Ideia, plano e execução.
O ASA venceu o Murici por 3 a 0 na partida de volta das semifinais do Campeonato Alagoano. Além do placar que poderia facilmente ter sido mais dilatado, o desempenho do time alvinegro foi superior em toda a partida.
Dico Woolley fez duas mudanças na equipe. Uma por obrigação, a entrada de Léo Carvalho no lugar do contundido Jeferson Lopes; e por opção, Higor Leite foi escolhido para substituir o atacante Jailson.
Com esta última alternativa, o treinador alvinegro deslocou Sammuel para ser o jogador mais aberto pelo lado direito de ataque. Então, partindo do princípio de posições, o esquema escolhido foi um 4-4-2. Porém, estabelecendo funções, o esquema mantinha sua estrutura do 4-2-3-1.
Do lado verde, Gabriel Teixeira não fez mudança na sua formação. No entanto, escalou dois volantes com características mais defensivas para bloquear o jogo por dentro do ASA. Além de iniciar a partida sem os pontas de "pé invertido". Acredito que a ideia era ter Caio Vinícius do lado esquerdo para prender o lateral-direito do ASA, Paulinho, e fazer uma dupla enfre Caio e Caíque para induzir Sammuel, meia alvinegro, a também se preocupar na recomposição defensiva do corredor lateral.
A visão de tentar neutralizar o camisa 26 do ASA era clara, mas na prática não funcionou.
O time arapiraquense conseguiu criar superioridade numérica em basicamente todas as zonas do campo; seja no momento com a bola ou sem a bola.

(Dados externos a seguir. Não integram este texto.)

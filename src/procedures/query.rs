/*!
Queries, on whether some entity holds some card.

# Overview

Let *L* be the literal asserting the entity holds the card.
Two calls are made to the oracle:

- A: whether the knowledge base together with the unit clause *L* is satisfiable.
- B: whether the knowledge base together with the unit clause ¬*L* is satisfiable.

And:

| A     | B     | Answer                                   |
|-------|-------|------------------------------------------|
| sat   | sat   | [Unknown](Answer::Unknown)               |
| sat   | unsat | [True](Answer::True)                     |
| unsat | sat   | [False](Answer::False)                   |
| unsat | unsat | [ContradictoryKnowledgeBase](err::QueryError::ContradictoryKnowledgeBase) |

A single call cannot distinguish a forced fact from a merely possible fact, and so both calls are always made.

Each call is made over an [overlay](crate::db::knowledge::KnowledgeBase::with_assumption) of the knowledge base, and the knowledge base is only borrowed.
So, nothing from one call is seen by the other, and a query has no effect on later queries.

Errors from the oracle are returned as they are, and never read as an answer.
*/

use crate::{
    misc::log::targets::{self},
    oracle::Oracle,
    reasoner::GenericReasoner,
    reports::Answer,
    structures::{
        entity::CardIndex,
        literal::{CLiteral, Literal},
    },
    types::err::{self},
};

impl<O: Oracle> GenericReasoner<O> {
    /// Whether the named entity holds the named card, given the knowledge base.
    pub fn query(&self, entity: &str, card: &str) -> Result<Answer, err::ErrorKind> {
        let entity_index = self.registry.entity_index(entity)?;
        let card_index = self.registry.card_index(card)?;
        self.query_indices(entity_index, card_index)
    }

    /// Whether the entity at the given index holds the card at the given index, given the knowledge base.
    ///
    /// Indices are assumed to be within the registry.
    pub(crate) fn query_indices(
        &self,
        entity_index: usize,
        card_index: CardIndex,
    ) -> Result<Answer, err::ErrorKind> {
        let literal = self.encoder.holds(entity_index, card_index);
        let answer = self.query_literal(literal)?;

        log::debug!(target: targets::QUERY, "{literal} ({entity_index}, {card_index}): {answer:?}");

        Ok(answer)
    }

    /// Whether the literal is forced, impossible, or unknown, given the knowledge base.
    ///
    /// Fails if the atom of the literal does not [encode](crate::db::encoder) some entity holding some card.
    pub fn query_literal(&self, literal: CLiteral) -> Result<Answer, err::ErrorKind> {
        self.ensure_initialized()?;

        if self.encoder.entity_and_card(literal.atom()).is_none() {
            return Err(err::RegistryError::UnknownAtom(literal.atom()).into());
        }

        let asserted = vec![literal];
        let with_literal = self
            .oracle
            .is_satisfiable(self.knowledge.with_assumption(&asserted))?;

        let denied = vec![literal.negate()];
        let with_negation = self
            .oracle
            .is_satisfiable(self.knowledge.with_assumption(&denied))?;

        match (with_literal, with_negation) {
            (true, true) => Ok(Answer::Unknown),
            (true, false) => Ok(Answer::True),
            (false, true) => Ok(Answer::False),
            (false, false) => {
                log::error!(target: targets::QUERY, "The knowledge base is unsatisfiable");
                Err(err::QueryError::ContradictoryKnowledgeBase.into())
            }
        }
    }

    /// Answers to every query, indexed first by card and then by entity.
    pub fn query_all(&self) -> Result<Vec<Vec<Answer>>, err::ErrorKind> {
        let mut grid = Vec::with_capacity(self.registry.card_count());
        for card in 0..self.registry.card_count() {
            let mut row = Vec::with_capacity(self.registry.entity_count());
            for entity in 0..self.registry.entity_count() {
                row.push(self.query_indices(entity, card)?);
            }
            grid.push(row);
        }
        Ok(grid)
    }
}

#[cfg(test)]
mod query_tests {
    use std::cell::RefCell;

    use crate::{
        config::Config,
        oracle::{Oracle, Otter},
        reasoner::{GenericReasoner, Reasoner},
        structures::clause::CClause,
    };

    use super::*;

    /// An oracle which always fails.
    struct Unreachable;

    impl Oracle for Unreachable {
        fn is_satisfiable<'c, I>(&self, _clauses: I) -> Result<bool, err::OracleError>
        where
            I: IntoIterator<Item = &'c CClause>,
        {
            Err(err::OracleError::Failure("unreachable".to_string()))
        }
    }

    /// An oracle which notes the size of each formula it is given.
    struct Noting {
        inner: Otter,
        sizes: RefCell<Vec<usize>>,
    }

    impl Oracle for Noting {
        fn is_satisfiable<'c, I>(&self, clauses: I) -> Result<bool, err::OracleError>
        where
            I: IntoIterator<Item = &'c CClause>,
        {
            let clauses = clauses.into_iter().collect::<Vec<_>>();
            self.sizes.borrow_mut().push(clauses.len());
            self.inner.is_satisfiable(clauses)
        }
    }

    #[test]
    fn oracle_failure_is_returned() {
        let mut reasoner = GenericReasoner::with_oracle(Config::default(), Unreachable).unwrap();
        assert!(reasoner.initialize().is_ok());

        assert_eq!(
            reasoner.query("sc", "wh"),
            Err(err::ErrorKind::Oracle(err::OracleError::Failure(
                "unreachable".to_string()
            )))
        );
    }

    #[test]
    fn two_calls_over_the_same_knowledge() {
        let oracle = Noting {
            inner: Otter::default(),
            sizes: RefCell::default(),
        };
        let mut reasoner = GenericReasoner::with_oracle(Config::default(), oracle).unwrap();
        assert!(reasoner.initialize().is_ok());
        let count = reasoner.clause_count();

        assert_eq!(reasoner.query("sc", "wh"), Ok(Answer::Unknown));
        assert_eq!(reasoner.query("sc", "wh"), Ok(Answer::Unknown));

        assert_eq!(*reasoner.oracle.sizes.borrow(), vec![count + 1; 4]);
        assert_eq!(reasoner.clause_count(), count);
    }

    #[test]
    fn contradiction_is_reported() {
        let mut reasoner = Reasoner::from_config(Config::default()).unwrap();
        assert!(reasoner.initialize().is_ok());
        assert!(reasoner.record_hand("sc", &["kn"]).is_ok());
        assert!(reasoner.record_hand("mu", &["kn"]).is_ok());

        assert_eq!(
            reasoner.query("wh", "ha"),
            Err(err::ErrorKind::Query(
                err::QueryError::ContradictoryKnowledgeBase
            ))
        );
    }

    #[test]
    fn unknown_names() {
        let mut reasoner = Reasoner::from_config(Config::default()).unwrap();
        assert!(reasoner.initialize().is_ok());

        assert_eq!(
            reasoner.query("zz", "wh"),
            Err(err::ErrorKind::Registry(err::RegistryError::UnknownEntity(
                "zz".to_string()
            )))
        );
        assert_eq!(
            reasoner.query("sc", "zz"),
            Err(err::ErrorKind::Registry(err::RegistryError::UnknownCard(
                "zz".to_string()
            )))
        );
    }

    #[test]
    fn literals_outside_the_encoding() {
        let mut reasoner = Reasoner::from_config(Config::default()).unwrap();
        assert!(reasoner.initialize().is_ok());

        for atom in [0, 148, 500] {
            assert_eq!(
                reasoner.query_literal(CLiteral::new(atom, true)),
                Err(err::ErrorKind::Registry(err::RegistryError::UnknownAtom(atom)))
            );
        }

        let held = reasoner.encoder().holds(0, 0);
        assert_eq!(reasoner.query_literal(held), Ok(Answer::Unknown));
        assert_eq!(reasoner.query_literal(-held), Ok(Answer::Unknown));
    }

    #[test]
    fn grid_of_answers() {
        let mut reasoner = Reasoner::from_config(Config::default()).unwrap();
        assert!(reasoner.initialize().is_ok());
        assert!(reasoner.record_hand("sc", &["wh", "li", "st"]).is_ok());

        let grid = reasoner.query_all().unwrap();
        assert_eq!(grid.len(), 21);
        assert!(grid.iter().all(|row| row.len() == 7));

        let li = reasoner.registry().card_index("li").unwrap();
        assert_eq!(grid[li][0], Answer::True);
        assert!(grid[li][1..].iter().all(|answer| *answer == Answer::False));
    }
}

Sammuel não apenas fazia o jogo de fora para dentro, ele tinha a liberdade de circular e flutuar por todas as faixas de campo no momento ofensivo do ASA. Com isso, o corredor direito era liberado para Paulinho, e Higor Leite, fazia um jogo inteligente sem a bola. A movimentação de Higor, entrelinhas, atrás dos dois volantes do Murici, gerou dúvidas na marcação. Ele atraía um dos meio-campistas e gerava linha de passe para Alex Bruno ou um passe mais diagonal para Gustavo Ramos.
Com isso, o Murici, que tem em uma de suas virtudes a organização tática, começou a ter seu balanço defensivo desequilibrado. As linhas começaram a desconectar, a compactação já não tinha tanta organização e sempre que tentava adiantar a marcação na saída de bola do ASA, o time estava espaçado.
A leitura de jogo do técnico Dico Woolley, mesmo dentro do seu jogo mais posicional, fez o ASA gerar superiodades na zona da bola em basicamente toda a partida, O 3 a 0 foi pouco, por tudo o que o time alvinegro conseguiu produzir e criar.
Houve um predomínio claro e evidente no confronto de volta. O ASA fez o Murici paracer uma presa fácil. Uma vitória incontestável com muita solidez, consistência e evolução performática. Para mim, o melhor jogo do Gigante até o momento no Campeonato Alagoano.